Stored data entries

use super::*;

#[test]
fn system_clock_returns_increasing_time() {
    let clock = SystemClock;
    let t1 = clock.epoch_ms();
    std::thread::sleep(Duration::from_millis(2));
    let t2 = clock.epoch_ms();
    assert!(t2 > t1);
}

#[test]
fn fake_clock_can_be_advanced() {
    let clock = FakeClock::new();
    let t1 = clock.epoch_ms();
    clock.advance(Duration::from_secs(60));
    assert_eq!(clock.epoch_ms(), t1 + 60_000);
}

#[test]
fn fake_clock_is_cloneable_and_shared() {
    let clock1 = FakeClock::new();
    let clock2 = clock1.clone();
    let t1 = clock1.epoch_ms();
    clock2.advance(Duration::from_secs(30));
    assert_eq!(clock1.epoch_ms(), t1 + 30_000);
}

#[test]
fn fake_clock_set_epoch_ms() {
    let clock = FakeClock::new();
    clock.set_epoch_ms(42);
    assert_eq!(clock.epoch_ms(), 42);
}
--
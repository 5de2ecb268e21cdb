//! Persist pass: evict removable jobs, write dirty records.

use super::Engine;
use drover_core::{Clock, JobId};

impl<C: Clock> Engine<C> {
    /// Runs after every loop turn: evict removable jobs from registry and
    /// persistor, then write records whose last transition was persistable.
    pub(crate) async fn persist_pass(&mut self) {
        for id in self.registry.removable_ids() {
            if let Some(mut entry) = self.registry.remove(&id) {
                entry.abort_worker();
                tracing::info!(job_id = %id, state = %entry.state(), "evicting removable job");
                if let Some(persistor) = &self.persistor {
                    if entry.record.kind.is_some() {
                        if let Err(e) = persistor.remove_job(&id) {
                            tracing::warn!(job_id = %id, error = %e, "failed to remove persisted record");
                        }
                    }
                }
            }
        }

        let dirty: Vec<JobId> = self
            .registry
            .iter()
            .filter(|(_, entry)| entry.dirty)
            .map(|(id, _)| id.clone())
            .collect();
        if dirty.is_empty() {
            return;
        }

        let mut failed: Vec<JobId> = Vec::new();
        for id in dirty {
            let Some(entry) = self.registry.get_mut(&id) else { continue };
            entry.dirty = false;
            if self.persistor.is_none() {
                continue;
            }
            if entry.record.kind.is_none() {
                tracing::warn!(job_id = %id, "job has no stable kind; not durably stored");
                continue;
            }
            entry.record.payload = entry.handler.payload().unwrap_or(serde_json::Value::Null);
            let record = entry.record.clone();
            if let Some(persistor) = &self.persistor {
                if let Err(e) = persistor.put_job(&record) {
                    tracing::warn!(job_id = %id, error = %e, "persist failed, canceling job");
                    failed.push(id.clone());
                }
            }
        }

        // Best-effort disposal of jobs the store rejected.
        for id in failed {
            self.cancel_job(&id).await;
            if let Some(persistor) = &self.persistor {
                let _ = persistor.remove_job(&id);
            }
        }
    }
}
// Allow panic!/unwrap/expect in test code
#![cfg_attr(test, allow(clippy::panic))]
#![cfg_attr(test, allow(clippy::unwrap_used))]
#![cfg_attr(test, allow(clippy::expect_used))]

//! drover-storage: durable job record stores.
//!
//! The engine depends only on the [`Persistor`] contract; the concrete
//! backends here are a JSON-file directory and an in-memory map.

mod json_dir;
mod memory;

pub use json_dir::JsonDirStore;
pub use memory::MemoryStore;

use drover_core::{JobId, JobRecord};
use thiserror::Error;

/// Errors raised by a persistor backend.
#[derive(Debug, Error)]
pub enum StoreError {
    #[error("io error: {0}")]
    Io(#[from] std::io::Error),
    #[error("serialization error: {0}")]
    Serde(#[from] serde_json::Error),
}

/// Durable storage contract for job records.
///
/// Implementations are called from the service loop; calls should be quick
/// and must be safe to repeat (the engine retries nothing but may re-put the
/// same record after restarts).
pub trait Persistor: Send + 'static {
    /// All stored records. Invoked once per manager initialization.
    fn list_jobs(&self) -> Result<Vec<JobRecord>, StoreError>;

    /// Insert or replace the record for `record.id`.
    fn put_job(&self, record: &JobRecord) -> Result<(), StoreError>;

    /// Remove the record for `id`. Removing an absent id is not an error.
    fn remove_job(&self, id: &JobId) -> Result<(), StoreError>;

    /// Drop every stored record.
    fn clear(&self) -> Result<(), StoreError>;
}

## What to do
Find "job record stores." in the entries above and copy that whole line exactly, then each line after it through the line that contains "Insert or replace".

## Solution for this exercise
//! drover-storage: durable job record stores.
//!
//! The engine depends only on the [`Persistor`] contract; the concrete
//! backends here are a JSON-file directory and an in-memory map.

mod json_dir;
mod memory;

pub use json_dir::JsonDirStore;
pub use memory::MemoryStore;

use drover_core::{JobId, JobRecord};
use thiserror::Error;

/// Errors raised by a persistor backend.
#[derive(Debug, Error)]
pub enum StoreError {
    #[error("io error: {0}")]
    Io(#[from] std::io::Error),
    #[error("serialization error: {0}")]
    Serde(#[from] serde_json::Error),
}

/// Durable storage contract for job records.
///
/// Implementations are called from the service loop; calls should be quick
/// and must be safe to repeat (the engine retries nothing but may re-put the
/// same record after restarts).
pub trait Persistor: Send + 'static {
    /// All stored records. Invoked once per manager initialization.
    fn list_jobs(&self) -> Result<Vec<JobRecord>, StoreError>;

    /// Insert or replace the record for `record.id`.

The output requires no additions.